- Work required -
Find the lines of the material below that include the string "Clone", then copy each one.
================================
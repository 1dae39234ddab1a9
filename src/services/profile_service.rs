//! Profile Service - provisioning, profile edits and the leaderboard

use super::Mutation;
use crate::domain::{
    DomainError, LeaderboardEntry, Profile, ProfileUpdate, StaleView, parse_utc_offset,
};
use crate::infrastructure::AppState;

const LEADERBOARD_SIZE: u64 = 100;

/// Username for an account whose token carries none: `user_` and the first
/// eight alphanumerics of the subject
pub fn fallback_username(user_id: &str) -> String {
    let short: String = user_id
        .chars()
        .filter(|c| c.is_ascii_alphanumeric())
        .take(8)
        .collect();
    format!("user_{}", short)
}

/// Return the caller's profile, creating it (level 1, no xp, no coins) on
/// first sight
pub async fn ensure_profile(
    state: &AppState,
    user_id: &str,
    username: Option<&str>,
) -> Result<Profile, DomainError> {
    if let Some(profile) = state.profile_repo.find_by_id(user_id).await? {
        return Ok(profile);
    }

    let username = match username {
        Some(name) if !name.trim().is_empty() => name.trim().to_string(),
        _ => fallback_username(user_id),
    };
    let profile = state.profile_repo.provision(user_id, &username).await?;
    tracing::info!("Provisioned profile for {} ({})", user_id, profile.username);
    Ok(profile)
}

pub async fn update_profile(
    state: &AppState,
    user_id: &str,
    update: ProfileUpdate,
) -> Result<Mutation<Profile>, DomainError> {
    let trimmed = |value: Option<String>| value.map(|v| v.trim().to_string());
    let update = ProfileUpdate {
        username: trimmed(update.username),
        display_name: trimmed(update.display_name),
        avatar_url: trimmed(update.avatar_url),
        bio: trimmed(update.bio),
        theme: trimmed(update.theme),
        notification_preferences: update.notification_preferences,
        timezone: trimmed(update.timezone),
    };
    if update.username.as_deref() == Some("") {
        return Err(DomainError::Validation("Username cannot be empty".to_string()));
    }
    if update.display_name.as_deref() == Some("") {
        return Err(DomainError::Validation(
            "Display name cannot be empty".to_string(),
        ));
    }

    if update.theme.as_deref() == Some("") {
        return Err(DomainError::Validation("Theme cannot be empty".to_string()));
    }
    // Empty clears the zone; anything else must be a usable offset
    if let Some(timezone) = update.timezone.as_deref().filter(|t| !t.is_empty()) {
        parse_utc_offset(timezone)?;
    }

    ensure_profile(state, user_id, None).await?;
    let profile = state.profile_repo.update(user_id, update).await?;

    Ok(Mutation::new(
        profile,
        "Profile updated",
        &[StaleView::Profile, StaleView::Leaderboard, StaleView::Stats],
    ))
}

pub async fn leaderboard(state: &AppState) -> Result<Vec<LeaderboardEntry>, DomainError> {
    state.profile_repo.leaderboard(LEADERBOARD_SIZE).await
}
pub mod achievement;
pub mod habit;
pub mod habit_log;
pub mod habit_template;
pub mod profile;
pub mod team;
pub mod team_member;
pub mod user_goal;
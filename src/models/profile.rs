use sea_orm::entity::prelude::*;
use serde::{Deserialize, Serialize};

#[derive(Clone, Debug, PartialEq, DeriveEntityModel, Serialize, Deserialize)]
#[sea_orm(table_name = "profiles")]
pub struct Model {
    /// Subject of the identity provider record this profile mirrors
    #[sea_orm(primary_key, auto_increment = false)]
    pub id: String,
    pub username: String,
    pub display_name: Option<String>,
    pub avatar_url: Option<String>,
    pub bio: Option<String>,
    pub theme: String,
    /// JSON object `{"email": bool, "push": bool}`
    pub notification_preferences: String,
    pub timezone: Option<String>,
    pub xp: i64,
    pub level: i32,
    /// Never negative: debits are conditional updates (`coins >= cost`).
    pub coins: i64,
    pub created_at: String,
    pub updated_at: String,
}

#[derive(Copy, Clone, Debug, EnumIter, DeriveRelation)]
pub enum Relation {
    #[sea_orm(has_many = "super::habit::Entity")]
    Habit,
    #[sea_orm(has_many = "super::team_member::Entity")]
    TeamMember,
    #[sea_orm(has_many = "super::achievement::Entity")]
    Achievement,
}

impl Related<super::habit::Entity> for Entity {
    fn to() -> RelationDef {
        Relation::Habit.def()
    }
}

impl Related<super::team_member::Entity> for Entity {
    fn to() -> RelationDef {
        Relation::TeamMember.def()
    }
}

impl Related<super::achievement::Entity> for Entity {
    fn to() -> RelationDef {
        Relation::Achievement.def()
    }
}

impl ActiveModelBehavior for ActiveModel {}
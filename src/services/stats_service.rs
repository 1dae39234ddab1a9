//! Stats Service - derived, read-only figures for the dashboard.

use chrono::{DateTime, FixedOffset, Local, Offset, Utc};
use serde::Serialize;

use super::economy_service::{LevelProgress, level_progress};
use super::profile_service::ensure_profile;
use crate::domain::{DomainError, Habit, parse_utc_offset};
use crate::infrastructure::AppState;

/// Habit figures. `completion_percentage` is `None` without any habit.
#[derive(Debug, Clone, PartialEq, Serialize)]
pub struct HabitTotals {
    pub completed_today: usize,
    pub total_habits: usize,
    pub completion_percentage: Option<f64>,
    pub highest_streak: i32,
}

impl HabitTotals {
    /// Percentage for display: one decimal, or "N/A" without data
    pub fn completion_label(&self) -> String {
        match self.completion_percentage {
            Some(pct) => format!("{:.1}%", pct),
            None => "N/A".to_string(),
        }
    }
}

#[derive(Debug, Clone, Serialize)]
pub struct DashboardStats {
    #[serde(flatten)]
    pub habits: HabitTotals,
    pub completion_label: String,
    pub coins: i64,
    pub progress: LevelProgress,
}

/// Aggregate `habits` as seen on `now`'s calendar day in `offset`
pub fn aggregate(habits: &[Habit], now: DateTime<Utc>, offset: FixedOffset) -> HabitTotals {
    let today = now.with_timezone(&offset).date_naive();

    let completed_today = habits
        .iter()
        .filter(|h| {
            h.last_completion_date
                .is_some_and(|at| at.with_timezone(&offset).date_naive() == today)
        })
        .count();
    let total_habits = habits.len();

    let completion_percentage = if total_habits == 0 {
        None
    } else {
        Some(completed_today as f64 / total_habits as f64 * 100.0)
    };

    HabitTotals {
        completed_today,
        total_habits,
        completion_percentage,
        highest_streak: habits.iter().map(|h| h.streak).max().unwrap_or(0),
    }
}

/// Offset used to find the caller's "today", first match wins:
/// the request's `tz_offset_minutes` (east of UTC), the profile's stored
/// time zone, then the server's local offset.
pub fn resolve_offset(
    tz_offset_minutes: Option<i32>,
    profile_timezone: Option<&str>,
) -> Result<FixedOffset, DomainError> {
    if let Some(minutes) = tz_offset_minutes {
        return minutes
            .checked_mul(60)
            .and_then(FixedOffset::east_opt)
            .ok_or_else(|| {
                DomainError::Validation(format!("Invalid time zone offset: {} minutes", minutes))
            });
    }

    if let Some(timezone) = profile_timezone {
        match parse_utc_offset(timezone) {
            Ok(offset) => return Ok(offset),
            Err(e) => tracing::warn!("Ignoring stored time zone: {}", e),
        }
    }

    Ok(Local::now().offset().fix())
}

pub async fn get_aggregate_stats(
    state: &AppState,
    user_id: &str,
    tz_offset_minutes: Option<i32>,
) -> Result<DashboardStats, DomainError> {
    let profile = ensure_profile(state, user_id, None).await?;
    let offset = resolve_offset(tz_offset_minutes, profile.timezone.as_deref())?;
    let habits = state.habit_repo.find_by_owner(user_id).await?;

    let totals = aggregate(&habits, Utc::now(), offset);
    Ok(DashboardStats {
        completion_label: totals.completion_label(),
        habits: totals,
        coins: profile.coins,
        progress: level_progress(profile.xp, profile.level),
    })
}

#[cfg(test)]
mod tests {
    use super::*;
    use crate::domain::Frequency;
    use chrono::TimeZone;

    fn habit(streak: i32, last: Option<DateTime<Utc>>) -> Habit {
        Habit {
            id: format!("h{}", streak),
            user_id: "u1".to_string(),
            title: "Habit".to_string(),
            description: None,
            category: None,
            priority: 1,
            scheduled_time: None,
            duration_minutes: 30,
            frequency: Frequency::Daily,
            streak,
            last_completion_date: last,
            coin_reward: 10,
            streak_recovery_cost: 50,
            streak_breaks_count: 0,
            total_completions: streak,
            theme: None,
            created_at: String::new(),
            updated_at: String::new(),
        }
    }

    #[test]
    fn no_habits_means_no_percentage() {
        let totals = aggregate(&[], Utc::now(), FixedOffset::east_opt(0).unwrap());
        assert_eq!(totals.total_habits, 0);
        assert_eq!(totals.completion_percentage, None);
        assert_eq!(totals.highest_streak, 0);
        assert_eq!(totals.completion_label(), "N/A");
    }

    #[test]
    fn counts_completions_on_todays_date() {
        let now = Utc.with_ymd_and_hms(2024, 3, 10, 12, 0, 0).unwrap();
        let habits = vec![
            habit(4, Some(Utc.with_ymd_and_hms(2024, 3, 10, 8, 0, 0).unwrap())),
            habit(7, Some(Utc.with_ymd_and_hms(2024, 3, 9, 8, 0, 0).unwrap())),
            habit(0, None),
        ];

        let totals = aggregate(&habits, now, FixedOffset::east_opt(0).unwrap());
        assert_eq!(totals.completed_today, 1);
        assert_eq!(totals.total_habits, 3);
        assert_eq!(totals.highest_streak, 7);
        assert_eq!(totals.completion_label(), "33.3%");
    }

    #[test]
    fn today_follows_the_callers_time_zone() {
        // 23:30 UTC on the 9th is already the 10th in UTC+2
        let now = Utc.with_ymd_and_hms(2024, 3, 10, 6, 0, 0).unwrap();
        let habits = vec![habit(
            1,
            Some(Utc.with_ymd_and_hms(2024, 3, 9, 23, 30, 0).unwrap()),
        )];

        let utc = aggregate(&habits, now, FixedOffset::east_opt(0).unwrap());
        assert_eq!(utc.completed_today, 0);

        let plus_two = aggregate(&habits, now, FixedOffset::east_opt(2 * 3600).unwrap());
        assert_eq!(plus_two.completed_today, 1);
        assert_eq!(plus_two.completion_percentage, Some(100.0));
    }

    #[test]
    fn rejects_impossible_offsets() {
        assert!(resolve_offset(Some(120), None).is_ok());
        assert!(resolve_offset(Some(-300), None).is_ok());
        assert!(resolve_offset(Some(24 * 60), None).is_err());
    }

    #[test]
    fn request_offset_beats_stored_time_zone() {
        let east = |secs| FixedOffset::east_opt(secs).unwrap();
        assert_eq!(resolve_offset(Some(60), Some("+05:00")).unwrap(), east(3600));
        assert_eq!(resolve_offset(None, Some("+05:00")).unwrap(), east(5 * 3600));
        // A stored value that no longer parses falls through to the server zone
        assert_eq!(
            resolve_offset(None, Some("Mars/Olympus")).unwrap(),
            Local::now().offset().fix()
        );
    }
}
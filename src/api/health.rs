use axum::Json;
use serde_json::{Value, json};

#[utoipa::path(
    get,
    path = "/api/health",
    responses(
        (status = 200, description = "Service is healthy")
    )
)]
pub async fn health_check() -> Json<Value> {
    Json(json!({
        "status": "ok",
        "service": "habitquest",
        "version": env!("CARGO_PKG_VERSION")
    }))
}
================================
- Answer for the task -
#[derive(Clone, Debug, PartialEq, DeriveEntityModel, Serialize, Deserialize)]
#[derive(Copy, Clone, Debug, EnumIter, DeriveRelation)]
#[derive(Debug, Clone, PartialEq, Serialize)]
#[derive(Debug, Clone, Serialize)]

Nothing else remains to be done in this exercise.